Venus Silk.expert
K-Number: K170734 · 2017-05-08
ApplicantCyden Limited
Decision Date2017-05-08
Product CodeGEX
Advisory CommitteeSU
DecisionSubstantially Equivalent
Device Summary
Venus Silk.expert is a medical device manufactured by Cyden Limited. It received FDA 510(k) clearance on 2017-05-08 under approval number K170734. The device is classified under product code GEX. It was reviewed by the SU advisory panel. Product code GEX falls under the category of Gastroenterology, which includes gastrointestinal diagnostic and therapeutic devices. Devices in this category are subject to specific FDA regulatory requirements. FDA Decision: Substantially Equivalent.
Frequently Asked Questions
What is the Venus Silk.expert?
Venus Silk.expert is a medical device that received FDA 510(k) clearance on 2017-05-08. It is manufactured by Cyden Limited. The 510(k) number is K170734.
When was Venus Silk.expert approved by the FDA?
Venus Silk.expert received FDA 510(k) clearance on 2017-05-08, under approval number K170734.
What company makes Venus Silk.expert?
Venus Silk.expert is manufactured by Cyden Limited.
What is the FDA product code for Venus Silk.expert?

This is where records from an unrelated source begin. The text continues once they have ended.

//! Device definitions.
//!
//! Built-in definitions for the ESP32-C6 ORP sensor and loading of
//! additional definitions from a JSON file.

use crate::capability::{Access, CapabilityDescriptor};
use crate::error::{BridgeError, Result};
use crate::registry::{DeviceDefinition, DeviceRegistry};
use crate::reporting::ReportingPolicy;
use log::info;
use std::fs;
use std::path::Path;

pub const ORP_MODEL: &str = "esp32c6";
pub const ORP_VENDOR: &str = "ESPRESSIF";
pub const ORP_DESCRIPTION: &str = "ESP32-C6 ORP Sensor";

/// Capability name of the ORP measurement.
pub const ORP_CAPABILITY: &str = "orp";
/// Capability name of the ORP calibration offset.
pub const ORP_CALIBRATION_CAPABILITY: &str = "orp_calibration";

/// Analog Input cluster carrying both the measurement and the calibration.
pub const ANALOG_INPUT_CLUSTER: &str = "genAnalogInput";
/// Manufacturer-specific attribute holding the calibration offset.
pub const ORP_CALIBRATION_ATTRIBUTE: u16 = 0xF000;

/// Calibration offset limits in millivolts.
pub const ORP_CALIBRATION_MIN_MV: f64 = -500.0;
pub const ORP_CALIBRATION_MAX_MV: f64 = 500.0;

fn orp_measurement() -> CapabilityDescriptor {
    CapabilityDescriptor::new(ORP_CAPABILITY, ANALOG_INPUT_CLUSTER, "presentValue")
        .with_description("ORP measurement")
        .with_unit("mV")
        .with_precision(1)
        .with_access(Access::ReadOnly)
}

fn orp_device() -> DeviceDefinition {
    DeviceDefinition::new(ORP_MODEL)
        .with_zigbee_model(ORP_MODEL)
        .with_vendor(ORP_VENDOR)
        .with_description(ORP_DESCRIPTION)
}

/// ORP sensor exposing only the measurement, polled on demand.
pub fn orp_sensor_basic() -> DeviceDefinition {
    orp_device().with_capability(orp_measurement())
}

/// ORP sensor with periodic reporting and a writable calibration offset.
///
/// Reports at most once per second, at least every 10 seconds, and in
/// between whenever the reading moved by 1 mV.
pub fn orp_sensor() -> DeviceDefinition {
    orp_device()
        .with_capability(orp_measurement().with_reporting(ReportingPolicy::new(1, 10, 1.0)))
        .with_capability(
            CapabilityDescriptor::new(
                ORP_CALIBRATION_CAPABILITY,
                ANALOG_INPUT_CLUSTER,
                ORP_CALIBRATION_ATTRIBUTE,
            )
            .with_description("ORP calibration offset")
            .with_unit("mV")
            .with_precision(0)
            .with_access(Access::ReadWrite)
            .with_range(ORP_CALIBRATION_MIN_MV, ORP_CALIBRATION_MAX_MV),
        )
}

/// Parse a JSON array of device definitions.
pub fn parse_definitions(json: &str) -> Result<Vec<DeviceDefinition>> {
    Ok(serde_json::from_str(json)?)
}

/// Load device definitions from a JSON file.
pub fn load_definitions(path: &Path) -> Result<Vec<DeviceDefinition>> {
    let content = fs::read_to_string(path).map_err(|source| BridgeError::DefinitionsLoad {
        path: path.display().to_string(),
        source,
    })?;
    let definitions = parse_definitions(&content)?;
    info!(
        "[Definitions] Loaded {} definition(s) from {}",
        definitions.len(),
        path.display()
    );
    Ok(definitions)
}

/// Build a registry from the built-in ORP definition plus an optional
/// definitions file. File definitions are registered after the built-in
/// one, so a file cannot silently replace it.
pub fn build_registry(definitions_path: Option<&Path>) -> Result<DeviceRegistry> {
    let mut registry = DeviceRegistry::new();
    registry.register_definition(orp_sensor())?;

    if let Some(path) = definitions_path {
        for definition in load_definitions(path)? {
            registry.register_definition(definition)?;
        }
    }

    Ok(registry)
}
//! Capability declarations.
//!
//! This module provides the descriptor record for a single device capability
//! and the evaluation of external writes against it.

pub mod descriptor;
pub mod write;

pub use descriptor::{Access, CapabilityDescriptor, Identifier, MAX_PRECISION, ValueRange};
pub use write::{evaluate_write, round_half_even};
//! Input sources feeding sensor state.
//!
//! Current input sources:
//! - `simulation`: synthetic ORP probe samples for development and testing

pub mod simulation;

pub use simulation::{ProbeSimulator, run_orp_simulation};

The FDA product code for Venus Silk.expert is GEX. This falls under the Gastroenterology category.
Other Devices by Cyden Limited
Related Devices (Code: GEX)
K162114Photon, Photon PlusZolar Technology & Mfg Co., Inc.
K161632FAMILY OF SQUARE EPIL (Alex, Alex2, Nd:Yag, Alex+Nd:Yag)Bios S.R.L.
K163222Discovery Pico FamilyQuanta System Spa
K163009LithoQuanta System Spa
K162191NAVILAS Laser SystemOd-Os GmbH
K162363V30 system, V-Form Handpiece BC Medium applicatorViora , Ltd.
Official Source
View on FDA Database →Data sourced from FDA Open API. For the most current and authoritative information, always refer to the official record.